Information supplied —
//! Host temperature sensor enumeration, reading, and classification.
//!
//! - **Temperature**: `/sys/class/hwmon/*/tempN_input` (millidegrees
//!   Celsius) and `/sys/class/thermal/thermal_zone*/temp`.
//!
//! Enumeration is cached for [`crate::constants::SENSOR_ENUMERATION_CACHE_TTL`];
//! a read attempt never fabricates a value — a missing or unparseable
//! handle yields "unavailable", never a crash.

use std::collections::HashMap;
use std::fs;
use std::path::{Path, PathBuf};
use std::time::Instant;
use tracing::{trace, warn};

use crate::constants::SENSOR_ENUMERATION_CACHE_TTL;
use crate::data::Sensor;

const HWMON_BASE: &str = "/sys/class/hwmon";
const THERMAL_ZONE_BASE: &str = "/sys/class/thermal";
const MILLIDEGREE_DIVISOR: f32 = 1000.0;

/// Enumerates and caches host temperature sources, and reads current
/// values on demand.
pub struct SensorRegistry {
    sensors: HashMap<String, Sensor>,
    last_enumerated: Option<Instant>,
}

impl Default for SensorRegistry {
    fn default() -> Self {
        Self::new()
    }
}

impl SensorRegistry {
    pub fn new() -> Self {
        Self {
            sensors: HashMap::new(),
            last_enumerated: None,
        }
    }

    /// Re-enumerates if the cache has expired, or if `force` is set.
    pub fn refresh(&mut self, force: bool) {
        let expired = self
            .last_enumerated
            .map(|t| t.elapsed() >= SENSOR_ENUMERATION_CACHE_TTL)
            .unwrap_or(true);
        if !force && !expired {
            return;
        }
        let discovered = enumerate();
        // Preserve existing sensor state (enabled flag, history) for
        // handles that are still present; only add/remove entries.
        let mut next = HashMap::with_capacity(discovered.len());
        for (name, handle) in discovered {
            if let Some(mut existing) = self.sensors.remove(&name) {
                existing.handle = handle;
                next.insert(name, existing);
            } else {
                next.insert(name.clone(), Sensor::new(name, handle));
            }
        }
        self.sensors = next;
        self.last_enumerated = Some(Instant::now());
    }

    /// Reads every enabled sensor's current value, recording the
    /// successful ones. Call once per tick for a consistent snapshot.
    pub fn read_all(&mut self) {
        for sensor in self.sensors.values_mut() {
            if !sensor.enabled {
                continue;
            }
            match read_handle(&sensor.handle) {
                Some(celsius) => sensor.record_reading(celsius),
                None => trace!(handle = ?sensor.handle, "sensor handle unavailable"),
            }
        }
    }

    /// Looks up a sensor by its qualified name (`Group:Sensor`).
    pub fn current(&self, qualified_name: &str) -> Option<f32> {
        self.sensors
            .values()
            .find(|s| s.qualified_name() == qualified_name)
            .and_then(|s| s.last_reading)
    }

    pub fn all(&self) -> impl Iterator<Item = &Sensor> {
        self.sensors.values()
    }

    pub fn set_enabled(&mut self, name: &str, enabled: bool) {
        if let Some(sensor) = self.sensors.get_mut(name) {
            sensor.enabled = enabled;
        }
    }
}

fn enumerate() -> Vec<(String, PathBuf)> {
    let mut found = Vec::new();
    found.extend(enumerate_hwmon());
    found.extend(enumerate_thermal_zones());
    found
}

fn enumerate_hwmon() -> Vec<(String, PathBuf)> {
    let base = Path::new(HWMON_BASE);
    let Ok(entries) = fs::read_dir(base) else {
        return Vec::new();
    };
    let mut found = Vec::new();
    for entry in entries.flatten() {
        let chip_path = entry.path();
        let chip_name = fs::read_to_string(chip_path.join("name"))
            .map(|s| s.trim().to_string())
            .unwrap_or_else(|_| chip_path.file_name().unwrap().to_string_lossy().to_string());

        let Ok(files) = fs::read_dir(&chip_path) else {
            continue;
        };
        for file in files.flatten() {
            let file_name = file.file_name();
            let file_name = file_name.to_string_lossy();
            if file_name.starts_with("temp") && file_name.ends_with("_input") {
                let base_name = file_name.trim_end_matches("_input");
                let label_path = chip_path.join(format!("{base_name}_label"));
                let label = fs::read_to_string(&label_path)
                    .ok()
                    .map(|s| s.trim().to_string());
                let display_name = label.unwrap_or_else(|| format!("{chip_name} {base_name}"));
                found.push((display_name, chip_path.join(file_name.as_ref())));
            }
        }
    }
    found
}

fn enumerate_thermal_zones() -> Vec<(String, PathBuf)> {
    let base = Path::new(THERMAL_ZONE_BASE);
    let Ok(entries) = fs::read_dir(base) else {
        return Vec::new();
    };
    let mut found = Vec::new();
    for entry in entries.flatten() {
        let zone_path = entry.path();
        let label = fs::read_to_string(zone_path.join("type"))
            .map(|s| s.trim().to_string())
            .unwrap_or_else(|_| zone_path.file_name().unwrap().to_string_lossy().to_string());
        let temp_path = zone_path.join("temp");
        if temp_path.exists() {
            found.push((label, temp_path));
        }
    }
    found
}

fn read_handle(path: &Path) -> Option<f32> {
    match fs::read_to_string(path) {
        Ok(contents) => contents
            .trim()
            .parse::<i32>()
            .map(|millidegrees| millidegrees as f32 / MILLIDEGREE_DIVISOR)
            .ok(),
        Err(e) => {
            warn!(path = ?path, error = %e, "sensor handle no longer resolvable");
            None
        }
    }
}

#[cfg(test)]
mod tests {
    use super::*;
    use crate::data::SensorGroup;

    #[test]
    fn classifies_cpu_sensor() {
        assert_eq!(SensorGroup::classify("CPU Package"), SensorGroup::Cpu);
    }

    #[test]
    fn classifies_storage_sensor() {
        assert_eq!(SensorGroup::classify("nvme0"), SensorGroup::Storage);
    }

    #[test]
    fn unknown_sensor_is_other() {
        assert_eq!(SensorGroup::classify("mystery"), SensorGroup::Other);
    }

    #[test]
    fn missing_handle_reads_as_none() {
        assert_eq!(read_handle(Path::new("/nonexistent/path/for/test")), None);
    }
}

* * *

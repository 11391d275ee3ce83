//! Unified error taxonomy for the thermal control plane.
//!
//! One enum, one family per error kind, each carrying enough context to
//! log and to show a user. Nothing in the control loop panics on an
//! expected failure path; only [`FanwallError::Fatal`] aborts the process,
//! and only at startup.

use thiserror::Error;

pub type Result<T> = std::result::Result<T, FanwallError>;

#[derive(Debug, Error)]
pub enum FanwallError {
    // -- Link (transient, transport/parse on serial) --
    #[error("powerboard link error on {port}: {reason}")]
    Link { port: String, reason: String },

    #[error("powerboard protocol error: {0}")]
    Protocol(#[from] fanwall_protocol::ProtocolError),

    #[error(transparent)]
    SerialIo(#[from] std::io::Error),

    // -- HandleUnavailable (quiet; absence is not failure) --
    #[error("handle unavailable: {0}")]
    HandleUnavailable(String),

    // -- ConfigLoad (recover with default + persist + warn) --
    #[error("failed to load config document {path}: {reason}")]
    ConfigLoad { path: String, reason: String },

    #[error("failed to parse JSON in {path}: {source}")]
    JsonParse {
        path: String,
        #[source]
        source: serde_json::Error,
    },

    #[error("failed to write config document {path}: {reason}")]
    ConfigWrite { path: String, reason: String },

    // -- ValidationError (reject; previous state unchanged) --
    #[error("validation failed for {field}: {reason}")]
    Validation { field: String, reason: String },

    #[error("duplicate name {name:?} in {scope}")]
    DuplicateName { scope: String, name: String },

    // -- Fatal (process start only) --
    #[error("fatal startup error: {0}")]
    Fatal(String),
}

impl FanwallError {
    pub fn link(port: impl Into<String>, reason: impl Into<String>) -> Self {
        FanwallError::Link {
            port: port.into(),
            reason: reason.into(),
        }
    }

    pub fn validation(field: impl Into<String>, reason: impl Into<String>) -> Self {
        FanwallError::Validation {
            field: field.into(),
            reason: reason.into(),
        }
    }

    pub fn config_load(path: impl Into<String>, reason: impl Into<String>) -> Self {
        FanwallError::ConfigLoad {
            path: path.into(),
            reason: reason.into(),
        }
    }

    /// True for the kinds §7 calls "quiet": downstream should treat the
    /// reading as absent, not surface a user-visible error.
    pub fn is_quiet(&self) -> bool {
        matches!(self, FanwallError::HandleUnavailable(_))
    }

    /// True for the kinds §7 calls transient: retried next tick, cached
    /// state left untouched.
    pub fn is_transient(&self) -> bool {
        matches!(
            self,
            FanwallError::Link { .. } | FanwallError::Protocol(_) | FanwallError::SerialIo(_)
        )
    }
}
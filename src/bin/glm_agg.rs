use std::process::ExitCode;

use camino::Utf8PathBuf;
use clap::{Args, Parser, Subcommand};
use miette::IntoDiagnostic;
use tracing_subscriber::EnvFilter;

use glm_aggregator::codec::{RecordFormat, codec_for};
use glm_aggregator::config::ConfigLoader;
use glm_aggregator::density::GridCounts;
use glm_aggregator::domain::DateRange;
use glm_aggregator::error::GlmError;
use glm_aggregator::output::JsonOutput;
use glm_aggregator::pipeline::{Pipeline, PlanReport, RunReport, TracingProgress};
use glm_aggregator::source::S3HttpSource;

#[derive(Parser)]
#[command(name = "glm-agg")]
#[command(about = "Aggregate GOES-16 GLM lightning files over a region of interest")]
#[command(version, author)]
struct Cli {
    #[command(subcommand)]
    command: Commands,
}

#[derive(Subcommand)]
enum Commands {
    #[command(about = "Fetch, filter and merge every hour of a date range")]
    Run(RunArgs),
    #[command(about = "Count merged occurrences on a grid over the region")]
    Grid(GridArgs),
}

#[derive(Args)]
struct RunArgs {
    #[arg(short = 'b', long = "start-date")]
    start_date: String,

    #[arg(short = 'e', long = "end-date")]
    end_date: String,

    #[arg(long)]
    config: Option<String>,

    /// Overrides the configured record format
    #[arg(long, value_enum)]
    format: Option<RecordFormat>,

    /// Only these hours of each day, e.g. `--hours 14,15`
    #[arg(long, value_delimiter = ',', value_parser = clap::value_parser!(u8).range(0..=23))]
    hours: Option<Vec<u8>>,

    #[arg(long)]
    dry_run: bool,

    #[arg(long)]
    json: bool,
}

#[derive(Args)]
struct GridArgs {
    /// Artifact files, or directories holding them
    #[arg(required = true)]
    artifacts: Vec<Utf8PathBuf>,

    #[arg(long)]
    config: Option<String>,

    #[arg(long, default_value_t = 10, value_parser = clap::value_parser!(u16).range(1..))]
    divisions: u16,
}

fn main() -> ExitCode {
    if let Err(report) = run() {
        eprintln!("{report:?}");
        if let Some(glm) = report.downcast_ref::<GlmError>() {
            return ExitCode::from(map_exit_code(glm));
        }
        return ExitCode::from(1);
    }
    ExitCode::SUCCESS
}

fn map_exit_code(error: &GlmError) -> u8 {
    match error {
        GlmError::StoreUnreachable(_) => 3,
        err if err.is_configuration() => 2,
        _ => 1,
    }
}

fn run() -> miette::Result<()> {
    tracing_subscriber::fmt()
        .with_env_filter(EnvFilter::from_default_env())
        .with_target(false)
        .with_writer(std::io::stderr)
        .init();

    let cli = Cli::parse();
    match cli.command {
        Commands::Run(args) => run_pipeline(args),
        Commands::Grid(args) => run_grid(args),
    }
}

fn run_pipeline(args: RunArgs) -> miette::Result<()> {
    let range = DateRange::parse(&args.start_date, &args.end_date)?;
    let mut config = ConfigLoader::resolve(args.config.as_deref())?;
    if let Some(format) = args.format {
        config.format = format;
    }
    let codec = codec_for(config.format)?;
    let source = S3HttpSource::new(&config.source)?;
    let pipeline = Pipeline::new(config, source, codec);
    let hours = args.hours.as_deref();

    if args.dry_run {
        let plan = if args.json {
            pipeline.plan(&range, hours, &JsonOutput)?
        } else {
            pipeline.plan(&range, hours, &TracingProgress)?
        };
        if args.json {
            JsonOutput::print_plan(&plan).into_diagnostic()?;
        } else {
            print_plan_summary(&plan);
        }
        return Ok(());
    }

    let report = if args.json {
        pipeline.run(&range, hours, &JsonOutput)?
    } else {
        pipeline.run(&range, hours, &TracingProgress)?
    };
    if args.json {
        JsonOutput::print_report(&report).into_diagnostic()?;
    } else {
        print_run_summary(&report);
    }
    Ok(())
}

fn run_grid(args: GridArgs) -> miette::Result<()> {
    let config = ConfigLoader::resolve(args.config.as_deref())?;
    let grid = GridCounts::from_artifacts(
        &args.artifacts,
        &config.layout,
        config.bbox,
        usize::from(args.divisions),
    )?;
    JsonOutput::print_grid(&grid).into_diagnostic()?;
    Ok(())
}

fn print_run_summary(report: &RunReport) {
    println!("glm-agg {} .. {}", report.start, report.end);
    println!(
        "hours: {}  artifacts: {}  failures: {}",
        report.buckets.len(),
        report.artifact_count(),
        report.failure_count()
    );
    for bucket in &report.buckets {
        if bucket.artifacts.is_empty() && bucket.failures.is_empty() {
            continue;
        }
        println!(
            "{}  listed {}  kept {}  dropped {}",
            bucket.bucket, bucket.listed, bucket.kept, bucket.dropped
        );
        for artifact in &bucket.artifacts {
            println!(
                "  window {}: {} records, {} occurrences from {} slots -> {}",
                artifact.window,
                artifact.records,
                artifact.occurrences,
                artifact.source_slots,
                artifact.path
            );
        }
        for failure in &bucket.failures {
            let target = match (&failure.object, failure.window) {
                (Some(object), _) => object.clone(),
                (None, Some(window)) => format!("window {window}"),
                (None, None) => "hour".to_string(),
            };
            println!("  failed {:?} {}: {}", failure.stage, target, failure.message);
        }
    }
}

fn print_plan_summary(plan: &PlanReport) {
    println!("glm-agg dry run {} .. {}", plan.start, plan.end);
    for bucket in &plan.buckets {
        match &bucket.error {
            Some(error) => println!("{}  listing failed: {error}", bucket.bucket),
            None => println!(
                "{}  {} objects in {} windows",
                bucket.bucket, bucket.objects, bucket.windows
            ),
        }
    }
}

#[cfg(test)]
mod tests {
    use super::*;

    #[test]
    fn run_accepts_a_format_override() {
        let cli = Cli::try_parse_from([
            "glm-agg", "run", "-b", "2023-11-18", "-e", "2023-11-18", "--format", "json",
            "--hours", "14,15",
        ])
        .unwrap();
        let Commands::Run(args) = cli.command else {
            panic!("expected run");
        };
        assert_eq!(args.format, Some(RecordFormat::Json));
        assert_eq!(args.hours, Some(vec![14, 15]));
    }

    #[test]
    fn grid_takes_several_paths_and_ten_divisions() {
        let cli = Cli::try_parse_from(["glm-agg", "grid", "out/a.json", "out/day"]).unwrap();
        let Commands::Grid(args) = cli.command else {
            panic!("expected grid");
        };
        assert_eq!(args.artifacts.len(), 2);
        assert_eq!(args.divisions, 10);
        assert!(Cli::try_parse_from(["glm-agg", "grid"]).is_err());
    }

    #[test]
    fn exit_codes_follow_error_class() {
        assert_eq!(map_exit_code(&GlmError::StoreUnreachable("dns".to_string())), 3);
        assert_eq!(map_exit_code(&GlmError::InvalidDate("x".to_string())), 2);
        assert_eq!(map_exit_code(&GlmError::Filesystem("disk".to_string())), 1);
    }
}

About this exercise — Search the records for the word "failed", then list every line that has it.

Your response —
    #[error("failed to load config document {path}: {reason}")]
    #[error("failed to parse JSON in {path}: {source}")]
    #[error("failed to write config document {path}: {reason}")]
    #[error("validation failed for {field}: {reason}")]
            println!("  failed {:?} {}: {}", failure.stage, target, failure.message);
            Some(error) => println!("{}  listing failed: {error}", bucket.bucket),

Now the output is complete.